Life of Lord Byron, Vol. 4 With His Letters and Journals
Chapter 95
"Ravenna, March 29. 1820.
"Herewith you will receive a note (enclosed) on Pope, which you will find tally with a part of the text of last post. I have at last lost all patience with the atrocious cant and nonsense about Pope, with which our present * *s are overflowing, and am determined to make such head against it as an individual can, by prose or verse; and I will at least do it with good will. There is no bearing it any longer; and if it goes on, it will destroy what little good writing or taste remains amongst us. I hope there are still a few men of taste to second me; but if not, I'll battle it alone, convinced that it is in the best cause of English literature.
"I have sent you so many packets, verse and prose, lately, that you will be tired of the postage, if not of the perusal. I want to answer some parts of your last letter, but I have not time, for I must 'boot and saddle,' as my Captain Craigengelt (an officer of the old Napoleon Italian army) is in waiting, and my groom and cattle to boot.
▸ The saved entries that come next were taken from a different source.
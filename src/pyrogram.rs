//! Pyrogram session format
//!
//! SQLite-backed session files (storage version 3) and the unpadded string
//! session encoding. Older storage layouts lack the api_id column, so the
//! file reader resolves columns by name instead of position; legacy string
//! layouts are told apart by decoded length.

use std::net::IpAddr;
use std::path::Path;

use base64::engine::general_purpose::URL_SAFE_NO_PAD;
use base64::Engine as _;
use rusqlite::{params, Connection, OpenFlags};

use crate::formats::SessionFormat;
use crate::session::{dc_address, SessionRecord};
use crate::{Error, Result, AUTH_KEY_SIZE};

/// Pyrogram storage version
const STORAGE_VERSION: i32 = 3;

/// Current string layout: dc, api_id, test, key, 64-bit user id, bot flag
const STRING_LEN: usize = 1 + 4 + 1 + AUTH_KEY_SIZE + 8 + 1;

/// Legacy layout with a 64-bit user id and no api_id
const STRING_LEN_OLD_64: usize = 1 + 1 + AUTH_KEY_SIZE + 8 + 1;

/// Legacy layout with a 32-bit user id and no api_id
const STRING_LEN_OLD: usize = 1 + 1 + AUTH_KEY_SIZE + 4 + 1;

const SCHEMA: &str = "
CREATE TABLE sessions (
    dc_id     INTEGER PRIMARY KEY,
    api_id    INTEGER,
    test_mode INTEGER,
    auth_key  BLOB,
    date      INTEGER NOT NULL,
    user_id   INTEGER,
    is_bot    INTEGER
);
CREATE TABLE peers (
    id             INTEGER PRIMARY KEY,
    access_hash    INTEGER,
    type           INTEGER NOT NULL,
    username       TEXT,
    phone_number   TEXT,
    last_update_on INTEGER NOT NULL DEFAULT (CAST(STRFTIME('%s', 'now') AS INTEGER))
);
CREATE TABLE version (number INTEGER PRIMARY KEY);
CREATE INDEX idx_peers_id ON peers (id);
CREATE INDEX idx_peers_username ON peers (username);
CREATE INDEX idx_peers_phone_number ON peers (phone_number);
";

/// Read a Pyrogram session file, any storage version
pub fn read_file(path: &Path) -> Result<SessionRecord> {
    if !path.is_file() {
        return Err(Error::SessionNotFound {
            path: path.to_path_buf(),
        });
    }

    let conn = Connection::open_with_flags(
        path,
        OpenFlags::SQLITE_OPEN_READ_ONLY | OpenFlags::SQLITE_OPEN_NO_MUTEX,
    )?;

    let mut stmt = conn
        .prepare("SELECT * FROM sessions")
        .map_err(|e| Error::corrupt(format!("not a Pyrogram session: {e}")))?;

    let names: Vec<String> = stmt
        .column_names()
        .iter()
        .map(|n| n.to_string())
        .collect();
    let col = |name: &str| names.iter().position(|n| n == name);

    let dc_idx = col("dc_id").ok_or_else(|| Error::corrupt("sessions table has no dc_id"))?;
    let key_idx = col("auth_key").ok_or_else(|| Error::corrupt("sessions table has no auth_key"))?;
    let api_idx = col("api_id");
    let test_idx = col("test_mode");
    let user_idx = col("user_id");
    let bot_idx = col("is_bot");

    type RawRow = (i32, Option<Vec<u8>>, Option<i64>, Option<i64>, Option<i64>, Option<i64>);
    let (dc_id, key, api_id, test_mode, user_id, is_bot): RawRow = stmt
        .query_row([], |row| {
            Ok((
                row.get(dc_idx)?,
                row.get(key_idx)?,
                match api_idx {
                    Some(i) => row.get(i)?,
                    None => None,
                },
                match test_idx {
                    Some(i) => row.get(i)?,
                    None => None,
                },
                match user_idx {
                    Some(i) => row.get(i)?,
                    None => None,
                },
                match bot_idx {
                    Some(i) => row.get(i)?,
                    None => None,
                },
            ))
        })
        .map_err(|e| match e {
            rusqlite::Error::QueryReturnedNoRows => Error::corrupt("no session row in file"),
            e => Error::corrupt(format!("unreadable Pyrogram session: {e}")),
        })?;

    let key = key.ok_or_else(|| Error::corrupt("session has no auth key"))?;
    let auth_key = key_from_slice(&key)?;
    let test = test_mode.unwrap_or(0) != 0;

    let (ip, port) = dc_address(dc_id, test)?;
    let mut record = SessionRecord::with_address(dc_id, IpAddr::V4(ip), port, auth_key)?;
    record.user_id = user_id;
    record.api_id = api_id.map(|v| v as i32);
    record.is_bot = is_bot.unwrap_or(0) != 0;
    Ok(record)
}

/// Write a Pyrogram session file, replacing any existing file
///
/// The date column is written as 0 so identical records produce identical
/// files.
pub fn write_file(record: &SessionRecord, path: &Path) -> Result<()> {
    let user_id = record.user_id.ok_or(Error::MissingField {
        field: "user_id",
        target: SessionFormat::Pyrogram,
    })?;

    if path.exists() {
        std::fs::remove_file(path)?;
    }

    let conn = Connection::open(path)?;
    conn.execute_batch(SCHEMA)?;
    conn.execute("INSERT INTO version VALUES (?1)", params![STORAGE_VERSION])?;
    conn.execute(
        "INSERT INTO sessions (dc_id, api_id, test_mode, auth_key, date, user_id, is_bot)
         VALUES (?1, ?2, ?3, ?4, 0, ?5, ?6)",
        params![
            record.dc_id,
            record.api_id,
            record.test_mode,
            &record.auth_key[..],
            user_id,
            record.is_bot,
        ],
    )?;

    tracing::debug!(path = %path.display(), dc_id = record.dc_id, "wrote Pyrogram session");
    Ok(())
}

/// Encode a record as a Pyrogram string session (current layout)
pub fn encode_string(record: &SessionRecord) -> Result<String> {
    let user_id = record.user_id.ok_or(Error::MissingField {
        field: "user_id",
        target: SessionFormat::PyrogramString,
    })?;
    let api_id = record.api_id.ok_or(Error::MissingField {
        field: "api_id",
        target: SessionFormat::PyrogramString,
    })?;

    let mut packed = Vec::with_capacity(STRING_LEN);
    packed.push(record.dc_id as u8);
    packed.extend_from_slice(&(api_id as u32).to_be_bytes());
    packed.push(record.test_mode as u8);
    packed.extend_from_slice(&record.auth_key);
    packed.extend_from_slice(&(user_id as u64).to_be_bytes());
    packed.push(record.is_bot as u8);

    Ok(URL_SAFE_NO_PAD.encode(packed))
}

/// Decode a Pyrogram string session, current or legacy layout
pub fn decode_string(session: &str) -> Result<SessionRecord> {
    let session = session.trim().trim_end_matches('=');
    let decoded = URL_SAFE_NO_PAD
        .decode(session)
        .map_err(|e| Error::corrupt(format!("invalid base64 in string session: {e}")))?;

    let (dc_id, api_id, test, key_at, user_id, is_bot) = match decoded.len() {
        STRING_LEN => {
            let api = u32::from_be_bytes(decoded[1..5].try_into().unwrap());
            let user = u64::from_be_bytes(
                decoded[6 + AUTH_KEY_SIZE..14 + AUTH_KEY_SIZE].try_into().unwrap(),
            );
            (
                decoded[0] as i32,
                Some(api as i32),
                decoded[5] != 0,
                6,
                user as i64,
                decoded[14 + AUTH_KEY_SIZE] != 0,
            )
        }
        STRING_LEN_OLD_64 => {
            let user = u64::from_be_bytes(
                decoded[2 + AUTH_KEY_SIZE..10 + AUTH_KEY_SIZE].try_into().unwrap(),
            );
            (
                decoded[0] as i32,
                None,
                decoded[1] != 0,
                2,
                user as i64,
                decoded[10 + AUTH_KEY_SIZE] != 0,
            )
        }
        STRING_LEN_OLD => {
            let user = u32::from_be_bytes(
                decoded[2 + AUTH_KEY_SIZE..6 + AUTH_KEY_SIZE].try_into().unwrap(),
            );
            (
                decoded[0] as i32,
                None,
                decoded[1] != 0,
                2,
                user as i64,
                decoded[6 + AUTH_KEY_SIZE] != 0,
            )
        }
        n => {
            return Err(Error::corrupt(format!(
                "unexpected string session payload length: {n}"
            )))
        }
    };

    let auth_key = key_from_slice(&decoded[key_at..key_at + AUTH_KEY_SIZE])?;

    let (ip, port) = dc_address(dc_id, test)?;
    let mut record = SessionRecord::with_address(dc_id, IpAddr::V4(ip), port, auth_key)?;
    record.user_id = Some(user_id);
    record.api_id = api_id;
    record.is_bot = is_bot;
    Ok(record)
}

fn key_from_slice(bytes: &[u8]) -> Result<[u8; AUTH_KEY_SIZE]> {
    bytes.try_into().map_err(|_| {
        Error::corrupt(format!(
            "auth key must be {} bytes, got {}",
            AUTH_KEY_SIZE,
            bytes.len()
        ))
    })
}

#[cfg(test)]
mod tests {
    use super::*;

    fn sample_record() -> SessionRecord {
        let mut record = SessionRecord::new(2, [0x7E; AUTH_KEY_SIZE]).unwrap();
        record.user_id = Some(123456789);
        record.api_id = Some(17349);
        record
    }

    #[test]
    fn string_session_round_trips() {
        let record = sample_record();
        let s = encode_string(&record).unwrap();

        assert_eq!(s.len(), 362);
        assert!(!s.contains('='));

        let decoded = decode_string(&s).unwrap();
        assert_eq!(decoded.dc_id, record.dc_id);
        assert_eq!(decoded.auth_key, record.auth_key);
        assert_eq!(decoded.user_id, record.user_id);
        assert_eq!(decoded.api_id, record.api_id);
        assert!(!decoded.is_bot);
    }

    #[test]
    fn legacy_string_with_wide_user_id_decodes() {
        let mut packed = Vec::with_capacity(STRING_LEN_OLD_64);
        packed.push(1u8);
        packed.push(0u8);
        packed.extend_from_slice(&[0x42; AUTH_KEY_SIZE]);
        packed.extend_from_slice(&98765432100u64.to_be_bytes());
        packed.push(1u8);

        let record = decode_string(&URL_SAFE_NO_PAD.encode(packed)).unwrap();
        assert_eq!(record.dc_id, 1);
        assert_eq!(record.user_id, Some(98765432100));
        assert_eq!(record.api_id, None);
        assert!(record.is_bot);
    }

    #[test]
    fn legacy_string_with_narrow_user_id_decodes() {
        let mut packed = Vec::with_capacity(STRING_LEN_OLD);
        packed.push(4u8);
        packed.push(0u8);
        packed.extend_from_slice(&[0x43; AUTH_KEY_SIZE]);
        packed.extend_from_slice(&44332211u32.to_be_bytes());
        packed.push(0u8);

        let record = decode_string(&URL_SAFE_NO_PAD.encode(packed)).unwrap();
        assert_eq!(record.dc_id, 4);
        assert_eq!(record.user_id, Some(44332211));
        assert_eq!(record.auth_key, [0x43; AUTH_KEY_SIZE]);
    }

    #[test]
    fn padded_input_is_accepted() {
        let record = sample_record();
        let s = format!("{}==", encode_string(&record).unwrap());
        assert_eq!(decode_string(&s).unwrap().auth_key, record.auth_key);
    }

    #[test]
    fn encode_requires_user_and_api_id() {
        let mut record = sample_record();
        record.user_id = None;
        assert!(matches!(
            encode_string(&record),
            Err(Error::MissingField {
                field: "user_id",
                ..
            })
        ));

        let mut record = sample_record();
        record.api_id = None;
        assert!(matches!(
            encode_string(&record),
            Err(Error::MissingField { field: "api_id", .. })
        ));
    }

    #[test]
    fn file_round_trips() {
        let dir = tempfile::tempdir().unwrap();
        let path = dir.path().join("account.session");

        let record = sample_record();
        write_file(&record, &path).unwrap();

        let loaded = read_file(&path).unwrap();
        assert_eq!(loaded.dc_id, record.dc_id);
        assert_eq!(loaded.auth_key, record.auth_key);
        assert_eq!(loaded.user_id, record.user_id);
        assert_eq!(loaded.api_id, record.api_id);
        assert_eq!(loaded.is_bot, record.is_bot);
        assert!(!loaded.test_mode);
    }

    #[test]
    fn file_write_requires_user_id() {
        let dir = tempfile::tempdir().unwrap();
        let path = dir.path().join("nouser.session");

        let mut record = sample_record();
        record.user_id = None;

        assert!(matches!(
            write_file(&record, &path),
            Err(Error::MissingField {
                field: "user_id",
                ..
            })
        ));
        // No malformed artifact is left behind
        assert!(!path.exists());
    }

    #[test]
    fn written_file_is_version_three_with_zero_date() {
        let dir = tempfile::tempdir().unwrap();
        let path = dir.path().join("v.session");
        write_file(&sample_record(), &path).unwrap();

        let conn = Connection::open(&path).unwrap();
        let version: i32 = conn
            .query_row("SELECT number FROM version", [], |row| row.get(0))
            .unwrap();
        let date: i64 = conn
            .query_row("SELECT date FROM sessions", [], |row| row.get(0))
            .unwrap();
        assert_eq!(version, STORAGE_VERSION);
        assert_eq!(date, 0);
    }

    #[test]
    fn reads_legacy_layout_without_api_id() {
        let dir = tempfile::tempdir().unwrap();
        let path = dir.path().join("old.session");

        let conn = Connection::open(&path).unwrap();
        conn.execute_batch(
            "CREATE TABLE sessions (
                dc_id INTEGER PRIMARY KEY,
                test_mode INTEGER,
                auth_key BLOB,
                date INTEGER NOT NULL,
                user_id INTEGER,
                is_bot INTEGER
            );",
        )
        .unwrap();
        conn.execute(
            "INSERT INTO sessions VALUES (?1, 0, ?2, 0, ?3, 0)",
            params![5, &[0x66u8; AUTH_KEY_SIZE][..], 31337],
        )
        .unwrap();
        drop(conn);

        let record = read_file(&path).unwrap();
        assert_eq!(record.dc_id, 5);
        assert_eq!(record.api_id, None);
        assert_eq!(record.user_id, Some(31337));
        assert_eq!(record.auth_key, [0x66; AUTH_KEY_SIZE]);
    }

    #[test]
    fn unknown_dc_in_file_is_rejected() {
        let dir = tempfile::tempdir().unwrap();
        let path = dir.path().join("baddc.session");

        let conn = Connection::open(&path).unwrap();
        conn.execute_batch(SCHEMA).unwrap();
        conn.execute(
            "INSERT INTO sessions VALUES (9, NULL, 0, ?1, 0, 1, 0)",
            params![&[0u8; AUTH_KEY_SIZE][..]],
        )
        .unwrap();
        drop(conn);

        assert!(matches!(
            read_file(&path),
            Err(Error::UnknownDc { dc_id: 9 })
        ));
    }
}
"You have given me a screed of metaphor and what not about _Pulci_, and manners, and 'going without clothes, like our Saxon ancestors.' Now, the _Saxons did not go without clothes_; and, in the next place, they are not my ancestors, nor yours either; for mine were Norman, and yours, I take it by your name, were _Gael_. And, in the next, I differ from you about the 'refinement' which has banished the comedies of Congreve. Are not the comedies of _Sheridan_? acted to the thinnest houses? I know (as _ex-committed_) that 'The School for Scandal' was the worst stock piece upon record. I also know that Congreve gave up writing because Mrs. Centlivre's balderdash drove his comedies off. So it is not decency, but stupidity, that does all this; for Sheridan is as decent a writer as need be, and Congreve no worse than Mrs. Centlivre, of whom Wilks (the actor) said, 'not only her play would be damned, but she too.' He alluded to 'A Bold Stroke for a Wife.' But last, and most to the purpose, Pulci is _not_ an _indecent_ writer--at least in his first Canto, as you will have perceived by this time.
"You talk of _refinement_:--are you all _more_ moral? are you _so_ moral? No such thing. _I_ know what the world is in England, by my own proper experience of the best of it--at least of the loftiest; and I have described it every where as it is to be found in all places.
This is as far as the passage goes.